** Opening The data block **
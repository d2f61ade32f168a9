//! Runtime composite dispatch
//!
//! A [`CompositeDispatcher`] resolves a [`DispatchPlan`] once into a table
//! from argument type to handler instances. Calls look the argument type up
//! and combine the handlers' results by the plan's [`AggregationMode`].
//! An argument type with no case gets the neutral result: nothing for unit
//! calls, the mode's default for boolean calls, an empty list for
//! collecting calls.
//!
//! Dispatch is synchronous, so `All` and `Sequential` both run every handler
//! in registration order; `Any` stops at the first success.

use std::collections::HashMap;

use strata_application::domain_services::DispatchPlan;
use strata_domain::error::{Error, Result};
use strata_domain::value_objects::{AggregationMode, TypeRef};
use tracing::debug;

use crate::container::{Instance, ServiceProvider};

/// Handler table for one dispatch composite
#[derive(Debug, Clone)]
pub struct CompositeDispatcher {
    service: TypeRef,
    mode: AggregationMode,
    handlers: HashMap<TypeRef, Vec<Instance>>,
}

impl CompositeDispatcher {
    /// Resolve every case of `plan` through `provider`
    ///
    /// Without `multiple`, a case keeps only its last registered handler.
    pub fn build(plan: &DispatchPlan, provider: &ServiceProvider) -> Result<Self> {
        let mut handlers = HashMap::with_capacity(plan.cases.len());
        for case in &plan.cases {
            let mut instances = provider.get_all(&case.service)?;
            if !plan.multiple && instances.len() > 1 {
                instances = instances.split_off(instances.len() - 1);
            }
            debug!(
                dispatcher = %plan.service,
                argument = %case.argument,
                handlers = instances.len(),
                "Resolved dispatch case"
            );
            handlers.insert(case.argument.clone(), instances);
        }
        Ok(Self {
            service: plan.service.clone(),
            mode: plan.mode,
            handlers,
        })
    }

    /// Service the dispatcher stands in for
    pub fn service(&self) -> &TypeRef {
        &self.service
    }

    /// Aggregation mode
    pub fn mode(&self) -> AggregationMode {
        self.mode
    }

    /// Argument types with a case, sorted
    pub fn cases(&self) -> Vec<&TypeRef> {
        let mut cases: Vec<&TypeRef> = self.handlers.keys().collect();
        cases.sort();
        cases
    }

    /// Handlers for `argument`; empty when there is no case
    pub fn select(&self, argument: &TypeRef) -> &[Instance] {
        self.handlers.get(argument).map(Vec::as_slice).unwrap_or_default()
    }

    /// Invoke handlers that return nothing
    pub fn dispatch_unit<F>(&self, argument: &TypeRef, mut call: F) -> Result<()>
    where
        F: FnMut(&Instance) -> Result<()>,
    {
        let handlers = self.select(argument);
        match self.mode {
            AggregationMode::Any => {
                let mut last_error = None;
                for handler in handlers {
                    match call(handler) {
                        Ok(()) => return Ok(()),
                        Err(e) => last_error = Some(e),
                    }
                }
                last_error.map_or(Ok(()), Err)
            }
            AggregationMode::All | AggregationMode::Sequential => {
                let mut first_error: Option<Error> = None;
                for handler in handlers {
                    if let Err(e) = call(handler) {
                        first_error.get_or_insert(e);
                    }
                }
                first_error.map_or(Ok(()), Err)
            }
        }
    }

    /// Invoke handlers that return a flag
    ///
    /// `All` and `Sequential` combine with AND, `Any` with OR.
    pub fn dispatch_bool<F>(&self, argument: &TypeRef, mut call: F) -> Result<bool>
    where
        F: FnMut(&Instance) -> Result<bool>,
    {
        let handlers = self.select(argument);
        if handlers.is_empty() {
            return Ok(self.mode.default_bool());
        }
        match self.mode {
            AggregationMode::Any => {
                for handler in handlers {
                    if call(handler)? {
                        return Ok(true);
                    }
                }
                Ok(false)
            }
            AggregationMode::All | AggregationMode::Sequential => {
                let mut result = true;
                for handler in handlers {
                    result &= call(handler)?;
                }
                Ok(result)
            }
        }
    }

    /// Invoke handlers that return sequences
    ///
    /// `All` and `Sequential` concatenate, `Any` returns the first non-empty result.
    pub fn dispatch_collect<T, F>(&self, argument: &TypeRef, mut call: F) -> Result<Vec<T>>
    where
        F: FnMut(&Instance) -> Result<Vec<T>>,
    {
        let handlers = self.select(argument);
        match self.mode {
            AggregationMode::Any => {
                for handler in handlers {
                    let items = call(handler)?;
                    if !items.is_empty() {
                        return Ok(items);
                    }
                }
                Ok(Vec::new())
            }
            AggregationMode::All | AggregationMode::Sequential => {
                let mut collected = Vec::new();
                for handler in handlers {
                    collected.extend(call(handler)?);
                }
                Ok(collected)
            }
        }
    }
}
** Closing The data block **
Assignment:
Each line in the records above with "FnMut" must be returned.

Completed task:
        F: FnMut(&Instance) -> Result<()>,
        F: FnMut(&Instance) -> Result<bool>,
        F: FnMut(&Instance) -> Result<Vec<T>>,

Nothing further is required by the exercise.